*What needs to be done*: Reproduce exactly the lines that run from the start of the records below to the line with "filename src/threat.rs", inclusive.

──────── Records to use

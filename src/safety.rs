// Safety filter: decides whether a head may legally move onto a cell this turn.

use std::collections::HashSet;

use crate::snapshot::Snapshot;
use crate::types::Coord;

/// Cells treated as unsafe on top of raw body occupancy
pub type HazardSet = HashSet<Coord>;

/// A cell is safe when it is on the board, not covered by any body and not a hazard.
///
/// Every body cell counts, tails included, even though a tail moves away when its
/// snake does not eat this turn.
pub fn is_safe(cell: &Coord, snapshot: &Snapshot, hazards: &HazardSet) -> bool {
    snapshot.in_bounds(cell) && !snapshot.is_occupied(cell) && !hazards.contains(cell)
}
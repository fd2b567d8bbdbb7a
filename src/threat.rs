// Threat prediction: cells an opponent of at least our length could move its head onto.

use log::debug;

use crate::safety::HazardSet;
use crate::snapshot::Snapshot;

/// Predicts next-turn head cells of every opponent that would win or tie a head-to-head.
///
/// All four neighbours of such an opponent's head are added; no attempt is made to guess
/// which way it will actually go. Shorter opponents are ignored.
pub fn predict_hazards(snapshot: &Snapshot) -> HazardSet {
    let mut hazards = HazardSet::new();

    for opponent in snapshot
        .opponents
        .iter()
        .filter(|s| s.length >= snapshot.you.length)
    {
        hazards.extend(snapshot.neighbors(opponent.head).map(|(_, cell)| cell));
    }

    debug!(
        "Turn {}: {} hazard cells predicted",
        snapshot.turn,
        hazards.len()
    );
    hazards
}
impl Inner {
    // -----------------------------------------------------------------------
    // Turn
    // -----------------------------------------------------------------------

    fn try_claim(&self) -> bool {
        let claimed = lock_state(&self.state).try_begin_turn();
        if claimed {
            self.emit(PipelineEvent::LoadingChanged(true));
        } else {
            log::debug!("pipeline: turn in progress; submission ignored");
        }
        claimed
    }

    async fn run_turn(&self, input: TurnInput) {
        if let Err(e) = self.execute(input).await {
            log::error!("pipeline: turn failed: {e} ({e:?})");
            self.append(ChatMessage::error(e.to_string()));
        }
        self.finish_turn();
    }

    async fn execute(&self, input: TurnInput) -> Result<(), TurnError> {
        let session = self.session.session_id();

        let text = match input {
            TurnInput::Text(text) => text,
            TurnInput::Audio(audio) => self.transcribe(&audio, &session).await?,
        };

        self.append(ChatMessage::user(text.clone()));
        self.set_stage(TurnStage::RenderedUser);

        let reply = compose_reply(self.settings.reply_mode, &text);
        if let Some(message) = reply.message {
            self.append(ChatMessage::ai(message));
        }

        // ── Speech ───────────────────────────────────────────────────────
        self.set_stage(TurnStage::Synthesizing);
        let started = Instant::now();
        let speech = self
            .backend
            .speak(&reply.speech, &session)
            .await
            .map_err(TurnError::Synthesis)?;
        self.report_latency(LatencyStage::Synthesis, started);

        self.set_stage(TurnStage::PlayingAudio);
        self.play(&speech).await;

        // ── Avatar video ─────────────────────────────────────────────────
        self.set_stage(TurnStage::GeneratingVideo);
        let image = self.avatar_image().await;
        let started = Instant::now();
        let video = self
            .backend
            .generate_avatar(&speech, &session, image.as_ref())
            .await
            .map_err(TurnError::Avatar)?;
        self.report_latency(LatencyStage::Avatar, started);

        let playable = PlayableMedia::create(&video).map_err(TurnError::VideoStorage)?;
        self.show_video(playable);
        self.set_stage(TurnStage::PlayingVideo);
        Ok(())
    }

    async fn transcribe(&self, audio: &MediaBlob, session: &SessionId) -> Result<String, TurnError> {
        validate_recording(audio, self.settings.min_recording_bytes)?;

        self.set_stage(TurnStage::Transcribing);
        log::info!("pipeline: uploading {} byte recording ({})", audio.len(), audio.mime());
        let started = Instant::now();
        let transcript = self
            .backend
            .transcribe(audio, session)
            .await
            .map_err(TurnError::Transcription)?;
        self.report_latency(LatencyStage::Transcription, started);
        Ok(transcript)
    }

    /// Playback problems are logged; the turn carries on to the video.
    async fn play(&self, speech: &MediaBlob) {
        let output = Arc::clone(&self.output);
        let speech = speech.clone();
        match tokio::task::spawn_blocking(move || output.play(&speech)).await {
            Ok(Ok(())) => {}
            Ok(Err(e)) => log::warn!("pipeline: speech playback failed: {e}"),
            Err(e) => log::warn!("pipeline: playback task panicked: {e}"),
        }
    }

    async fn avatar_image(&self) -> Option<MediaBlob> {
        let location = self.settings.avatar_image.trim();
        if location.is_empty() {
            return None;
        }
        match self.backend.fetch_image(location).await {
            Ok(image) => Some(image),
            Err(e) => {
                log::warn!("pipeline: avatar image unavailable ({e}); continuing without it");
                None
            }
        }
    }

    /// Swap in the new video, releasing the previous file first.
    fn show_video(&self, playable: PlayableMedia) {
        let message = ChatMessage::Video {
            media: VideoRef::of(&playable),
        };
        let released = {
            let mut st = lock_state(&self.state);
            let released = st.replace_video(playable);
            st.log.push(message.clone());
            released
        };
        if let Some(path) = released {
            log::debug!("pipeline: released {}", path.display());
            self.emit(PipelineEvent::MediaReleased(path));
        }
        self.emit(PipelineEvent::MessageAppended(message));
    }

    fn finish_turn(&self) {
        lock_state(&self.state).end_turn();
        self.emit(PipelineEvent::StageChanged(TurnStage::Idle));
        self.emit(PipelineEvent::LoadingChanged(false));
    }

    // -----------------------------------------------------------------------
    // Outside the turn
    // -----------------------------------------------------------------------

    fn greet(&self) {
        let greeting = self.settings.greeting.trim();
        let message = {
            let mut st = lock_state(&self.state);
            if !st.log.is_empty() || greeting.is_empty() {
                return;
            }
            let message = ChatMessage::ai(greeting);
            st.log.push(message.clone());
            message
        };
        self.emit(PipelineEvent::MessageAppended(message));
    }

    fn capture_started(&self) {
        let accepted = {
            let mut st = lock_state(&self.state);
            let idle = !st.is_loading();
            if idle {
                st.stage = TurnStage::Capturing;
            }
            idle
        };
        if accepted {
            self.emit(PipelineEvent::StageChanged(TurnStage::Capturing));
        }
    }

    fn capture_failed(&self, error: TurnError) {
        log::warn!("pipeline: capture failed: {error}");
        self.append(ChatMessage::error(error.to_string()));

        let reset = {
            let mut st = lock_state(&self.state);
            let idle = !st.is_loading();
            if idle {
                st.stage = TurnStage::Idle;
            }
            idle
        };
        if reset {
            self.emit(PipelineEvent::StageChanged(TurnStage::Idle));
        }
    }

    // -----------------------------------------------------------------------
    // Helpers
    // -----------------------------------------------------------------------

    fn emit(&self, event: PipelineEvent) {
        self.observer.on_event(event);
    }

    fn append(&self, message: ChatMessage) {
        lock_state(&self.state).log.push(message.clone());
        self.emit(PipelineEvent::MessageAppended(message));
    }

    fn set_stage(&self, stage: TurnStage) {
        lock_state(&self.state).stage = stage;
        log::debug!("pipeline: → {stage:?}");
        self.emit(PipelineEvent::StageChanged(stage));
    }

    fn report_latency(&self, stage: LatencyStage, started: Instant) {
        let elapsed = started.elapsed();
        log::info!("pipeline: {} took {} ms", stage.label(), elapsed.as_millis());
        self.emit(PipelineEvent::Latency { stage, elapsed });
    }
}

// ---------------------------------------------------------------------------
// Tests
// ---------------------------------------------------------------------------
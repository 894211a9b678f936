//! Pipeline commands (UI → pipeline) and events (pipeline → observers).
//!
//! The pipeline never touches the window.  Everything it does is reported
//! through a [`PipelineObserver`]; the egui app drains a [`ChannelObserver`]
//! each frame, tests use `RecordingObserver`.

use std::path::PathBuf;
use std::time::Duration;

use tokio::sync::mpsc;

use crate::media::MediaBlob;

use super::runner::TurnError;
use super::state::{ChatMessage, TurnStage};

// ---------------------------------------------------------------------------
// PipelineCommand
// ---------------------------------------------------------------------------

/// Requests sent from the UI thread to the pipeline.
#[derive(Debug)]
pub enum PipelineCommand {
    /// The chat window was opened; shows the greeting once.
    Open,
    /// The user sent typed text.
    SubmitText(String),
    /// The user finished a recording.
    SubmitAudio(MediaBlob),
    /// The microphone is live.
    CaptureStarted,
    /// The recording could not be started or produced nothing usable.
    CaptureFailed(TurnError),
}

// ---------------------------------------------------------------------------
// PipelineEvent
// ---------------------------------------------------------------------------

/// Backend round trips whose duration is reported.
#[derive(Debug, Clone, Copy, PartialEq, Eq, PartialOrd, Ord, Hash)]
pub enum LatencyStage {
    Transcription,
    Synthesis,
    Avatar,
}

impl LatencyStage {
    pub fn label(&self) -> &'static str {
        match self {
            LatencyStage::Transcription => "STT",
            LatencyStage::Synthesis => "TTS",
            LatencyStage::Avatar => "Avatar",
        }
    }
}

/// Everything observers are told about.
#[derive(Debug, Clone, PartialEq)]
pub enum PipelineEvent {
    MessageAppended(ChatMessage),
    StageChanged(TurnStage),
    LoadingChanged(bool),
    Latency { stage: LatencyStage, elapsed: Duration },
    /// A playable file was deleted; views holding its path must drop it.
    MediaReleased(PathBuf),
    /// Result of the startup `GET /status` probe.
    BackendStatus(bool),
}

// ---------------------------------------------------------------------------
// PipelineObserver
// ---------------------------------------------------------------------------

/// Receives pipeline events.  Called from tokio worker threads.
pub trait PipelineObserver: Send + Sync {
    fn on_event(&self, event: PipelineEvent);
}

/// Forwards events over an unbounded channel; the receiver is polled with
/// `try_recv` from the UI thread.
#[derive(Debug, Clone)]
pub struct ChannelObserver {
    tx: mpsc::UnboundedSender<PipelineEvent>,
}

impl ChannelObserver {
    pub fn new(tx: mpsc::UnboundedSender<PipelineEvent>) -> Self {
        Self { tx }
    }

    pub fn channel() -> (Self, mpsc::UnboundedReceiver<PipelineEvent>) {
        let (tx, rx) = mpsc::unbounded_channel();
        (Self::new(tx), rx)
    }
}

impl PipelineObserver for ChannelObserver {
    fn on_event(&self, event: PipelineEvent) {
        // Receiver gone means the window closed; nothing left to notify.
        if self.tx.send(event).is_err() {
            log::trace!("pipeline event dropped: receiver closed");
        }
    }
}

/// Keeps every event in memory.
#[cfg(test)]
#[derive(Debug, Default)]
pub struct RecordingObserver {
    events: std::sync::Mutex<Vec<PipelineEvent>>,
}

#[cfg(test)]
impl RecordingObserver {
    pub fn new() -> Self {
        Self::default()
    }

    pub fn events(&self) -> Vec<PipelineEvent> {
        self.events
            .lock()
            .map(|events| events.clone())
            .unwrap_or_default()
    }

    /// Only the appended messages, in order.
    pub fn messages(&self) -> Vec<ChatMessage> {
        self.events()
            .into_iter()
            .filter_map(|e| match e {
                PipelineEvent::MessageAppended(m) => Some(m),
                _ => None,
            })
            .collect()
    }

    /// Only the stage transitions, in order.
    pub fn stages(&self) -> Vec<TurnStage> {
        self.events()
            .into_iter()
            .filter_map(|e| match e {
                PipelineEvent::StageChanged(s) => Some(s),
                _ => None,
            })
            .collect()
    }
}

#[cfg(test)]
impl PipelineObserver for RecordingObserver {
    fn on_event(&self, event: PipelineEvent) {
        if let Ok(mut events) = self.events.lock() {
            events.push(event);
        }
    }
}

// ---------------------------------------------------------------------------
// Tests
// ---------------------------------------------------------------------------
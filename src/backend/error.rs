use thiserror::Error;

/// Errors from a single backend call.
///
/// The pipeline turns each of these into one user-visible sentence; the
/// variant detail goes to the log only.
#[derive(Debug, Error)]
pub enum BackendError {
    /// Connection refused, DNS failure, reset, etc.
    #[error("network error: {0}")]
    Network(String),

    /// The request did not complete within the configured timeout.
    #[error("request timed out")]
    Timeout,

    /// The backend answered with a non-2xx status.
    #[error("HTTP {status}: {reason}")]
    Status { status: u16, reason: String },

    /// The backend answered `{ "error": "..." }`.
    #[error("backend reported: {0}")]
    Server(String),

    /// The JSON response lacked a required field.
    #[error("response has no `{0}` field")]
    MissingField(&'static str),

    /// The response body could not be decoded.
    #[error("malformed response: {0}")]
    Malformed(String),

    /// The request itself could not be built (bad MIME type, bad URL).
    #[error("invalid request: {0}")]
    InvalidRequest(String),

    /// A local file referenced by the configuration could not be read.
    #[error("failed to read {path}: {message}")]
    File { path: String, message: String },
}

impl From<reqwest::Error> for BackendError {
    fn from(e: reqwest::Error) -> Self {
        if e.is_timeout() {
            BackendError::Timeout
        } else if e.is_decode() {
            BackendError::Malformed(e.to_string())
        } else if e.is_builder() {
            BackendError::InvalidRequest(e.to_string())
        } else {
            BackendError::Network(e.to_string())
        }
    }
}

impl BackendError {
    /// `true` for failures where no HTTP response was received.
    pub fn is_transport(&self) -> bool {
        matches!(self, BackendError::Network(_) | BackendError::Timeout)
    }
}
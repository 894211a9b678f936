//! `reqwest` implementation of [`AvatarBackend`].
//!
//! All connection details come from [`BackendConfig`]; nothing is
//! hardcoded beyond the endpoint paths the backend exposes.

use std::path::Path;
use std::time::Duration;

use async_trait::async_trait;
use reqwest::{multipart, RequestBuilder, Response};
use serde::Deserialize;

use crate::config::{BackendConfig, SessionCarrier};
use crate::media::MediaBlob;
use crate::session::SessionId;

use super::{AvatarBackend, BackendError};

const SESSION_HEADER: &str = "session_id";
const SESSION_QUERY: &str = "session_id_query";
const SPEAK_SESSION_QUERY: &str = "session_id";

#[derive(Debug, Deserialize)]
struct TranscribeResponse {
    transcript: Option<String>,
    error: Option<String>,
}

#[derive(Debug, Deserialize)]
struct StatusResponse {
    status: String,
}

/// HTTP client for the transcription / speech / avatar backend.
pub struct HttpBackend {
    client: reqwest::Client,
    base_url: String,
    carrier: SessionCarrier,
    audio_field: String,
}

impl HttpBackend {
    /// Build a client from configuration.
    ///
    /// The per-request timeout comes from `config.timeout_secs`.  A default
    /// client is used as a last-resort fallback if the builder fails.
    pub fn from_config(config: &BackendConfig) -> Self {
        let client = reqwest::Client::builder()
            .timeout(Duration::from_secs(config.timeout_secs))
            .build()
            .unwrap_or_else(|_| reqwest::Client::new());

        Self {
            client,
            base_url: config.url.trim_end_matches('/').to_string(),
            carrier: config.session_carrier,
            audio_field: config.audio_field.clone(),
        }
    }

    pub fn base_url(&self) -> &str {
        &self.base_url
    }

    /// Probe `GET /status`; succeeds when the backend reports `"ok"`.
    pub async fn status(&self) -> Result<(), BackendError> {
        let resp = self
            .client
            .get(format!("{}/status", self.base_url))
            .send()
            .await?;
        let resp = ensure_success(resp)?;
        let body: StatusResponse = resp.json().await?;

        if body.status == "ok" {
            Ok(())
        } else {
            Err(BackendError::Server(format!("status is {:?}", body.status)))
        }
    }

    /// Attach the session id the way the configured carrier prescribes.
    fn with_session(&self, req: RequestBuilder, session: &SessionId) -> RequestBuilder {
        match self.carrier {
            SessionCarrier::Query => req.query(&[(SESSION_QUERY, session.as_str())]),
            SessionCarrier::Header => req.header(SESSION_HEADER, session.as_str()),
        }
    }
}

fn ensure_success(resp: Response) -> Result<Response, BackendError> {
    let status = resp.status();
    if status.is_success() {
        Ok(resp)
    } else {
        Err(BackendError::Status {
            status: status.as_u16(),
            reason: status.canonical_reason().unwrap_or("").to_string(),
        })
    }
}

fn content_type(resp: &Response, fallback: &str) -> String {
    resp.headers()
        .get(reqwest::header::CONTENT_TYPE)
        .and_then(|v| v.to_str().ok())
        .unwrap_or(fallback)
        .to_string()
}

async fn read_blob(resp: Response, fallback_mime: &str) -> Result<MediaBlob, BackendError> {
    let mime = content_type(&resp, fallback_mime);
    let bytes = resp.bytes().await?;
    Ok(MediaBlob::new(bytes.to_vec(), mime))
}

fn file_part(blob: &MediaBlob, file_name: &str) -> Result<multipart::Part, BackendError> {
    multipart::Part::bytes(blob.bytes().to_vec())
        .file_name(file_name.to_string())
        .mime_str(blob.mime())
        .map_err(|e| BackendError::InvalidRequest(e.to_string()))
}
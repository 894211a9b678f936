//! Application entry point for Avatar Chat.
//!
//! # Startup sequence
//!
//! 1. Initialise logging.
//! 2. Load [`AppConfig`] from disk (returns default on first run).
//! 3. Create [`tokio`] runtime (multi-thread, 2 workers).
//! 4. Open the session store, resolve the session id and build the HTTP
//!    backend client.
//! 5. Probe `GET /status` in the background.
//! 6. Spawn the pipeline on the tokio runtime.
//! 7. Run [`eframe::run_native`], which blocks the main thread until the window
//!    is closed.
//! 8. Close the command channel and let the pipeline release its media.

use std::sync::Arc;
use std::time::Duration;

use avatar_chat::{
    app::ChatApp,
    audio::CpalAudioOutput,
    backend::{AvatarBackend, HttpBackend},
    config::{AppConfig, AppPaths},
    pipeline::{
        new_shared_state, ChannelObserver, Pipeline, PipelineCommand, PipelineEvent,
        PipelineObserver, PipelineSettings,
    },
    session::{FileSessionStore, SessionManager},
};
use tokio::sync::mpsc;

use eframe::egui;

/// How long the pipeline gets to finish a running turn after the window closes.
const SHUTDOWN_GRACE: Duration = Duration::from_secs(5);

// ---------------------------------------------------------------------------
// Native options builder
// ---------------------------------------------------------------------------

fn native_options(config: &AppConfig) -> eframe::NativeOptions {
    let (width, height) = config.ui.window_size;
    let mut vp = egui::ViewportBuilder::default()
        .with_title(config.widget.title.clone())
        .with_inner_size([width, height])
        .with_min_inner_size([280.0, 320.0]);

    if config.ui.always_on_top {
        vp = vp.with_always_on_top();
    }

    if let Some((x, y)) = config.ui.window_position {
        vp = vp.with_position(egui::pos2(x, y));
    }

    eframe::NativeOptions {
        viewport: vp,
        ..Default::default()
    }
}

// ---------------------------------------------------------------------------
// main
// ---------------------------------------------------------------------------

fn main() -> eframe::Result<()> {
    // 1. Logging
    env_logger::Builder::from_env(env_logger::Env::default().default_filter_or("info")).init();
    log::info!("Avatar Chat starting up");

    // 2. Configuration
    let config = AppConfig::load().unwrap_or_else(|e| {
        log::warn!("Failed to load config ({e}); using defaults");
        AppConfig::default()
    });

    // 3. Tokio runtime (2 worker threads: one turn plus the status probe)
    let rt = tokio::runtime::Builder::new_multi_thread()
        .worker_threads(2)
        .enable_all()
        .build()
        .expect("failed to create tokio runtime");

    // 4. Session store + backend client
    let paths = AppPaths::new();
    let store = Arc::new(FileSessionStore::new(&paths.session_file));
    log::info!("Session store: {}", store.path().display());
    let session = Arc::new(SessionManager::new(store, config.widget.session_key.clone()));
    // Touch the store here, off the runtime; turns then read the cached id.
    let session_id = session.session_id();
    log::debug!("Session id: {session_id}");
    let backend = Arc::new(HttpBackend::from_config(&config.backend));
    log::info!("Backend: {}", backend.base_url());

    // 5. Channel setup
    let (command_tx, command_rx) = mpsc::channel::<PipelineCommand>(16);
    let (observer, event_rx) = ChannelObserver::channel();

    {
        let backend = Arc::clone(&backend);
        let observer = observer.clone();
        rt.spawn(async move {
            let online = match backend.status().await {
                Ok(()) => true,
                Err(e) => {
                    log::warn!("Backend status check failed: {e}");
                    false
                }
            };
            observer.on_event(PipelineEvent::BackendStatus(online));
        });
    }

    // 6. Pipeline
    let backend: Arc<dyn AvatarBackend> = backend;
    let pipeline = Pipeline::new(
        new_shared_state(),
        backend,
        Arc::new(CpalAudioOutput::new()),
        Arc::new(observer),
        session,
        PipelineSettings::from_config(&config),
    );
    let pipeline_task = rt.spawn(pipeline.run(command_rx));

    // 7. Build the egui app and run it (blocks until the window is closed)
    let title = config.widget.title.clone();
    let options = native_options(&config);
    let app = ChatApp::new(config, command_tx, event_rx);

    let result = eframe::run_native(&title, options, Box::new(move |_cc| Ok(Box::new(app))));

    // 8. The app (and its command sender) is gone; wait for the pipeline to
    //    drain so the last video file is deleted.
    match rt.block_on(tokio::time::timeout(SHUTDOWN_GRACE, pipeline_task)) {
        Ok(Ok(())) => log::info!("Pipeline stopped"),
        Ok(Err(e)) => log::error!("Pipeline task failed: {e}"),
        Err(_) => log::warn!("Pipeline did not stop within {SHUTDOWN_GRACE:?}"),
    }

    result
}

────────────────

*Reply*:
filename src/safety.rs
// Safety filter: decides whether a head may legally move onto a cell this turn.

use std::collections::HashSet;

use crate::snapshot::Snapshot;
use crate::types::Coord;

/// Cells treated as unsafe on top of raw body occupancy
pub type HazardSet = HashSet<Coord>;

/// A cell is safe when it is on the board, not covered by any body and not a hazard.
///
/// Every body cell counts, tails included, even though a tail moves away when its
/// snake does not eat this turn.
pub fn is_safe(cell: &Coord, snapshot: &Snapshot, hazards: &HazardSet) -> bool {
    snapshot.in_bounds(cell) && !snapshot.is_occupied(cell) && !hazards.contains(cell)
}
repository fd2b567d8bbdbb7a
filename src/threat.rs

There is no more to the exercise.